• PROBLEM STATEMENT
Among the lines of data below, reproduce only those from the one with "pub fn with_data(mut" through the one with "pub trait EventBus: Send", exactly as they stand, both ends included.

• SOURCE MATERIAL
##############################
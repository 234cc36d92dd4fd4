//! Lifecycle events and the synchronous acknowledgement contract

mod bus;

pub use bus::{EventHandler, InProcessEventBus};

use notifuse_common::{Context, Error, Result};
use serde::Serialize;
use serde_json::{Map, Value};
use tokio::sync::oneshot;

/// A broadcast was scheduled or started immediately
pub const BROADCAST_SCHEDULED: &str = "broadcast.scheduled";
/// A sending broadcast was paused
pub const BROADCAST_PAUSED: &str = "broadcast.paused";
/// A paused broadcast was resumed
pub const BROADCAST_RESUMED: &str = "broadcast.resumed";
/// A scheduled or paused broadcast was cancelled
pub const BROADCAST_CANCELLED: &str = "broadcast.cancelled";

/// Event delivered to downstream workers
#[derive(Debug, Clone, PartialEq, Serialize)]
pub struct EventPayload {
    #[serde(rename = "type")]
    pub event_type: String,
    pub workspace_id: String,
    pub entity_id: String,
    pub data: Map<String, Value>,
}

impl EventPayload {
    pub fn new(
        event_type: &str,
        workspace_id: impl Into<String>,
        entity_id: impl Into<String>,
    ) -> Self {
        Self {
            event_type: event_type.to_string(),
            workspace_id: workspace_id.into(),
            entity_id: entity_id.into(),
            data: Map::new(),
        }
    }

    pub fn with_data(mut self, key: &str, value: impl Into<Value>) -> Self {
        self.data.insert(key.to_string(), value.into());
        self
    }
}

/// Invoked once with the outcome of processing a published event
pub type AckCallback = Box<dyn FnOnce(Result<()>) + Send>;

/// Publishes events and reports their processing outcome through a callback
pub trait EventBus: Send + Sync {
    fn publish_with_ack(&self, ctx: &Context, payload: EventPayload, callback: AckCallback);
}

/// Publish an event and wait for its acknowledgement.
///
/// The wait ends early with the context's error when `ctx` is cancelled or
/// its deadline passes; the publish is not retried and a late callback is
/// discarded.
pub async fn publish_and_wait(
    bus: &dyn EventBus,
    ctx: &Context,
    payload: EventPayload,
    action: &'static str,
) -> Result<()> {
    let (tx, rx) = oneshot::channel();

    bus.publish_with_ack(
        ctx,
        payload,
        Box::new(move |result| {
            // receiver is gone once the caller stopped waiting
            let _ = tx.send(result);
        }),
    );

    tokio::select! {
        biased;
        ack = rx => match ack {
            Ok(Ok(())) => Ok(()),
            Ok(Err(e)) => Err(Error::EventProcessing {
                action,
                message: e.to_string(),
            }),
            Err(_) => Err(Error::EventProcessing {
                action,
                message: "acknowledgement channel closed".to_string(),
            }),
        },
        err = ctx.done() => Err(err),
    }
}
##############################
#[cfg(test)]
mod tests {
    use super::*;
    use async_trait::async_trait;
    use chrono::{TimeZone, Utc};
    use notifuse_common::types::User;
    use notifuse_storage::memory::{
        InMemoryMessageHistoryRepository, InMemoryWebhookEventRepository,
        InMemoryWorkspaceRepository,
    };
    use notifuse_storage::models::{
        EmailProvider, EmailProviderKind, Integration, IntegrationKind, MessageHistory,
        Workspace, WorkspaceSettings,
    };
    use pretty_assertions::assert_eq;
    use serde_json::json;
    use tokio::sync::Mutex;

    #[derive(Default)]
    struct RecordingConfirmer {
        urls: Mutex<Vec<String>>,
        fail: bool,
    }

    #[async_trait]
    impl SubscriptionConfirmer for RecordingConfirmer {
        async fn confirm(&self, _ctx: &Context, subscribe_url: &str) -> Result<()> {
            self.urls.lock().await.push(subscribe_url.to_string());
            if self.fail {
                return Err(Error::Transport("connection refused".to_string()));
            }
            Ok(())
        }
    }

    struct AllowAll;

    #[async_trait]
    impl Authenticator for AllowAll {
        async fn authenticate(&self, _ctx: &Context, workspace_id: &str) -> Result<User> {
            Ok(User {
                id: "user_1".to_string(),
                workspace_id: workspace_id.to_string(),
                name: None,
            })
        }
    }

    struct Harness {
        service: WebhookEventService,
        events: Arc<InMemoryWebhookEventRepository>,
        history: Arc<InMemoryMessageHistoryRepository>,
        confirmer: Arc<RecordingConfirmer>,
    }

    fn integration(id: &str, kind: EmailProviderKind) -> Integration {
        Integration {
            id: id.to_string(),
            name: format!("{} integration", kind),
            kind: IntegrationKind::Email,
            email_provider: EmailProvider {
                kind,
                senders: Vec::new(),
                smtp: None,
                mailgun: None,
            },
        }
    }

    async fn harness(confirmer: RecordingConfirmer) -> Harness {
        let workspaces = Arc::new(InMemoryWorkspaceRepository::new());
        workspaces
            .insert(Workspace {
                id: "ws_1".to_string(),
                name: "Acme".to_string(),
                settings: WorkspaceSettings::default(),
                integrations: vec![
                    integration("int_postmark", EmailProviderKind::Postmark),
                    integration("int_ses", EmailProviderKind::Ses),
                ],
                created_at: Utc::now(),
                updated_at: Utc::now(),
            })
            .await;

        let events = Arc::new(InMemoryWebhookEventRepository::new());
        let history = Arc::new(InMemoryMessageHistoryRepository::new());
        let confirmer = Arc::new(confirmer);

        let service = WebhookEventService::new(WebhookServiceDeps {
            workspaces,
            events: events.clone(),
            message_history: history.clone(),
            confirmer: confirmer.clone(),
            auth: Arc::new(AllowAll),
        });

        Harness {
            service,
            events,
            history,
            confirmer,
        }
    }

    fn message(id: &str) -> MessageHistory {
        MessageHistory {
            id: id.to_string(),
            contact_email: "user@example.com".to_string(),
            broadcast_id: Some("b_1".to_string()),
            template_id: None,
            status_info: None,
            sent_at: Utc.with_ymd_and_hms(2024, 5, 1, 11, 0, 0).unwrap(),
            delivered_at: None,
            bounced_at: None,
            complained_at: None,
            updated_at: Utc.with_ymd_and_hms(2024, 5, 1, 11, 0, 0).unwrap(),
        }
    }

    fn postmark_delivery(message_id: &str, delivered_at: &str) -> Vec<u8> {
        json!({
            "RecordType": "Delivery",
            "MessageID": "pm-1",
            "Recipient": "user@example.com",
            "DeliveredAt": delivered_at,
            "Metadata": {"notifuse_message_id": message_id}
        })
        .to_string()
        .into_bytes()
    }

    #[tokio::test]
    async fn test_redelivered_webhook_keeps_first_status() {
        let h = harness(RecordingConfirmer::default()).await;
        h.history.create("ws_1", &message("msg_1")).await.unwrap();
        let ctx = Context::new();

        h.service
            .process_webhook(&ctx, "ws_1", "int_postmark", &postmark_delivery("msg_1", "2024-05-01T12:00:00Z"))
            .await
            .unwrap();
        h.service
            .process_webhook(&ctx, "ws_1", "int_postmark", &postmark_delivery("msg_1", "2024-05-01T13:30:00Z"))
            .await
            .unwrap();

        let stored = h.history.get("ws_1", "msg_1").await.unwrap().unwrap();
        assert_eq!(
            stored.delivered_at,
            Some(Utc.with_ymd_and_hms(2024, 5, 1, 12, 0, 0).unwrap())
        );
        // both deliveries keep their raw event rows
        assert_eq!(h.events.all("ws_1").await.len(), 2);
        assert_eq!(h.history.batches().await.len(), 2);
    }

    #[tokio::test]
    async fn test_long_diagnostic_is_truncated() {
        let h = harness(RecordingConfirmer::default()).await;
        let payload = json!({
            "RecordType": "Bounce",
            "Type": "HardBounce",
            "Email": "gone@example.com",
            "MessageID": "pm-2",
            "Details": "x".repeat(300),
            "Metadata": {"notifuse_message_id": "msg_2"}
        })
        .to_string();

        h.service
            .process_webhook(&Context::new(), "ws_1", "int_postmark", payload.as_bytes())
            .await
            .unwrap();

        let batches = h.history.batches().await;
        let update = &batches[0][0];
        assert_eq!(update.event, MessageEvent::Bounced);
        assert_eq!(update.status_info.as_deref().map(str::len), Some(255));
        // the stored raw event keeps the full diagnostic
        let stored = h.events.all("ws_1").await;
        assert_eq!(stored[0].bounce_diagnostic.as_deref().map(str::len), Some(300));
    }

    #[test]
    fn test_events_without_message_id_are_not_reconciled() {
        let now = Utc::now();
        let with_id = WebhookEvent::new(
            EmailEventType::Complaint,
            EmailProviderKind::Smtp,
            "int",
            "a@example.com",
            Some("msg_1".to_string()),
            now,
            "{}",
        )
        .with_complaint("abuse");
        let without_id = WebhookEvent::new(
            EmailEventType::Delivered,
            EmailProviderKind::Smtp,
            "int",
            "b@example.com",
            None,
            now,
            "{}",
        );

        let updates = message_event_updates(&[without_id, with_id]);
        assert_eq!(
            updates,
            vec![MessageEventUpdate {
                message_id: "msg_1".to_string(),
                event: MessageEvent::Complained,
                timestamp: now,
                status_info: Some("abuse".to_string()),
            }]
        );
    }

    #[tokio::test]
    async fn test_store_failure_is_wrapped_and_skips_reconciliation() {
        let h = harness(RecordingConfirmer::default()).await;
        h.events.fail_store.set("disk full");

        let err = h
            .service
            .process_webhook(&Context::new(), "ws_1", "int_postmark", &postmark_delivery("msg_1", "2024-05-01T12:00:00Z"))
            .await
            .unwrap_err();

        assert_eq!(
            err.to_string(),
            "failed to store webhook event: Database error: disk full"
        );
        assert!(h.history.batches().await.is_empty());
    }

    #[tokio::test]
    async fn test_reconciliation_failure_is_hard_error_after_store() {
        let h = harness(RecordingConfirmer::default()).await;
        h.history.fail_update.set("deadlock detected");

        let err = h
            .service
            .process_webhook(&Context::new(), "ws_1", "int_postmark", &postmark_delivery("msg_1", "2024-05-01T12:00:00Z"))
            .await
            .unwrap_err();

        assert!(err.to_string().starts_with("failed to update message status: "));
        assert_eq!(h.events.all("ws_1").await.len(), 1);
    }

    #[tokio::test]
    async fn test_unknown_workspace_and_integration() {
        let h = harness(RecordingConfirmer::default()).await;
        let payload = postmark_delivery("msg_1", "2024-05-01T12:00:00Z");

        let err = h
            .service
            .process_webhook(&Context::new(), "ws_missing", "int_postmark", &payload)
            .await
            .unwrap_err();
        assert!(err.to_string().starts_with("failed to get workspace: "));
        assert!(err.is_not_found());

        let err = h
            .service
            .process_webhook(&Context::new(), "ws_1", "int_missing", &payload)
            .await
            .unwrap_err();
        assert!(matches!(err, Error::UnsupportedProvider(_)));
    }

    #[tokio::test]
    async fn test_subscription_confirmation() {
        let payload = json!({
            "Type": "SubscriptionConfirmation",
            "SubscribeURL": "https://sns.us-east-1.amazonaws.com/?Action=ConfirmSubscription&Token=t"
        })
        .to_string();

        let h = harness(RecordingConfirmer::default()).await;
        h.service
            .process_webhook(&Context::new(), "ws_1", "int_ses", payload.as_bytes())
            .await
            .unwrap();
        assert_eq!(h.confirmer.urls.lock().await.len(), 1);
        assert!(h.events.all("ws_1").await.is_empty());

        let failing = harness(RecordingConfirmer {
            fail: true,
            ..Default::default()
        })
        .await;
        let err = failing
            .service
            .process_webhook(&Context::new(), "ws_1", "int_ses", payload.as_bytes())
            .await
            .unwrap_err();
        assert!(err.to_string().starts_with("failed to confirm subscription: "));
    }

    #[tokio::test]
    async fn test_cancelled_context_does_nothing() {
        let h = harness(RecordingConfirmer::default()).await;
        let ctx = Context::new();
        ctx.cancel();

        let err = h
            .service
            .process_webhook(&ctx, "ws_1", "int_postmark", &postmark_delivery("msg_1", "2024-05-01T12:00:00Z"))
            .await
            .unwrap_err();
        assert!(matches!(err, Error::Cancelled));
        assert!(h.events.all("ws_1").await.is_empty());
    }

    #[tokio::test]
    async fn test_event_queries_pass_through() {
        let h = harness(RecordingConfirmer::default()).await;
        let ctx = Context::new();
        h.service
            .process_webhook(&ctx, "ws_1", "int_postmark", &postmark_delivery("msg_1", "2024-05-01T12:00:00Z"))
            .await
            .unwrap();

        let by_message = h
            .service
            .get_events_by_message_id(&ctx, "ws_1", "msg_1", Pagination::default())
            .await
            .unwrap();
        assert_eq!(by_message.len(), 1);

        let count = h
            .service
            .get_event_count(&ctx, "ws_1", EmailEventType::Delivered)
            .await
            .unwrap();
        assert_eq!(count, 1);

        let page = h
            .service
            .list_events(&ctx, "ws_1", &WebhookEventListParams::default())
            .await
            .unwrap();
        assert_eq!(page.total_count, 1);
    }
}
##############################
• RESULT FOR THIS EXERCISE
    pub fn with_data(mut self, key: &str, value: impl Into<Value>) -> Self {
        self.data.insert(key.to_string(), value.into());
        self
    }
}

/// Invoked once with the outcome of processing a published event
pub type AckCallback = Box<dyn FnOnce(Result<()>) + Send>;

/// Publishes events and reports their processing outcome through a callback
pub trait EventBus: Send + Sync {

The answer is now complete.